BEIJING (Reuters) - China's Sinopec posted an 8.9% decline in its first-quarter profit, as rising raw materials costs and more competition hurt its petrochemical business, offsetting higher fuel sales and oil prices.

China Petroleum & Chemical Corp as Sinopec is officially known, reported on Sunday a net income of 18.32 billion yuan ($2.53 billion) between January and March, according to a filing with the Shanghai stock exchange based on Chinese accounting standards.

The refining giant said crude oil prices have fluctuated upwards, and domestic demand for natural gas, refined oil products and petrochemical products grew compared to a year ago, but profits from petrochemicals were still muted as more production capacity came online and raw materials are costlier.

The world's largest oil refiner by capacity, Sinopec's first-quarter crude oil throughput rose 1.7% over a year earlier to 63.3 million tons, or 5.08 million barrels per day.

Its refined fuel sales expanded 6.5% to 59.81 million metric tons.

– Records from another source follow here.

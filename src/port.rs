use std::io::Write;
use std::path::Path;
use std::time::Duration;

use serial_core::{BaudRate, CharSize, FlowControl, Parity, PortSettings, SerialPort, StopBits};
use tracing::{debug, info};

use crate::Error;

/// Terminator appended to every line written to the device.
pub const LINE_TERMINATOR: &str = "\r\n";

pub const BAUD_RATE: BaudRate = BaudRate::Baud115200;

/// Time a single write may block before it fails.
pub const WRITE_TIMEOUT: Duration = Duration::from_millis(10000);

pub fn default_port_settings() -> PortSettings {
    PortSettings {
        baud_rate: BAUD_RATE,
        char_size: CharSize::Bits8,
        parity: Parity::ParityNone,
        stop_bits: StopBits::Stop1,
        flow_control: FlowControl::FlowNone,
    }
}

/// Writes command lines to a transport, usually a serial port.
///
/// The transport is released when the writer is dropped or [`PortWriter::close`]d.
#[derive(Debug)]
pub struct PortWriter<W: Write> {
    transport: W,
}

impl PortWriter<serial::SystemPort> {
    /// Open the serial device at `device` with [`default_port_settings`].
    pub fn open(device: &Path) -> Result<Self, Error> {
        let open_error = |source| Error::DeviceOpen {
            device: device.to_path_buf(),
            source,
        };

        let mut port = serial::open(device).map_err(open_error)?;
        port.configure(&default_port_settings())
            .map_err(open_error)?;
        port.set_timeout(WRITE_TIMEOUT).map_err(open_error)?;

        info!(
            device = %device.display(),
            "Opened serial device at {} baud.",
            BAUD_RATE.speed()
        );
        Ok(Self::new(port))
    }
}

impl<W: Write> PortWriter<W> {
    pub fn new(transport: W) -> Self {
        Self { transport }
    }

    /// Write `text` followed by [`LINE_TERMINATOR`].
    ///
    /// Short writes are continued until every byte has been accepted. A failed write is
    /// not retried.
    pub fn send_line(&mut self, text: &str) -> Result<(), Error> {
        let line = format!("{}{}", text, LINE_TERMINATOR);
        debug!("Writing line: {:?}", line);

        let write_error = |source| Error::Write {
            line: text.to_string(),
            source,
        };

        self.transport
            .write_all(line.as_bytes())
            .map_err(write_error)?;
        self.transport.flush().map_err(write_error)?;

        debug!(bytes = line.len(), "Line written.");
        Ok(())
    }

    /// Flush and release the transport.
    pub fn close(mut self) -> Result<W, Error> {
        self.transport
            .flush()
            .map_err(|source| Error::Flush { source })?;

        info!("Closed transport.");
        Ok(self.transport)
    }
}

Sinopec said production of ethylene, a key building block for petrochemicals, declined 2% during the period, extending a 7.2% year-on-year fall during the same period of 2023 as competition picked up.

Crude oil production rose 1.3% on the year to 70.36 million barrels, while that of natural gas expanded by 6% to 350.46 billion cubic feet.

Capital expenditure was 20.5 billion yuan, down from 23.4 billion yuan a year earlier.

The company allocated 13.5 billion yuan in capital expenditure for its exploration and development segment, mainly to build crude oil production capacity in Jiyang and Tahe, natural gas production in western Sichuan, as well as LNG storage and transportation facilities in Longkou.

It will allocate 4.1 billion yuan for refining projects.

Sinopec CEO Dong Zhao told the CERAWeek energy conference last month that rising electric car sales will reduce refined product demand in China by 20 million tons per year, without giving a timeline.

As a result, Sinopec is eyeing new markets abroad, with plans to build its first fully-controlled overseas refinery in Sri Lanka, senior industry sources say.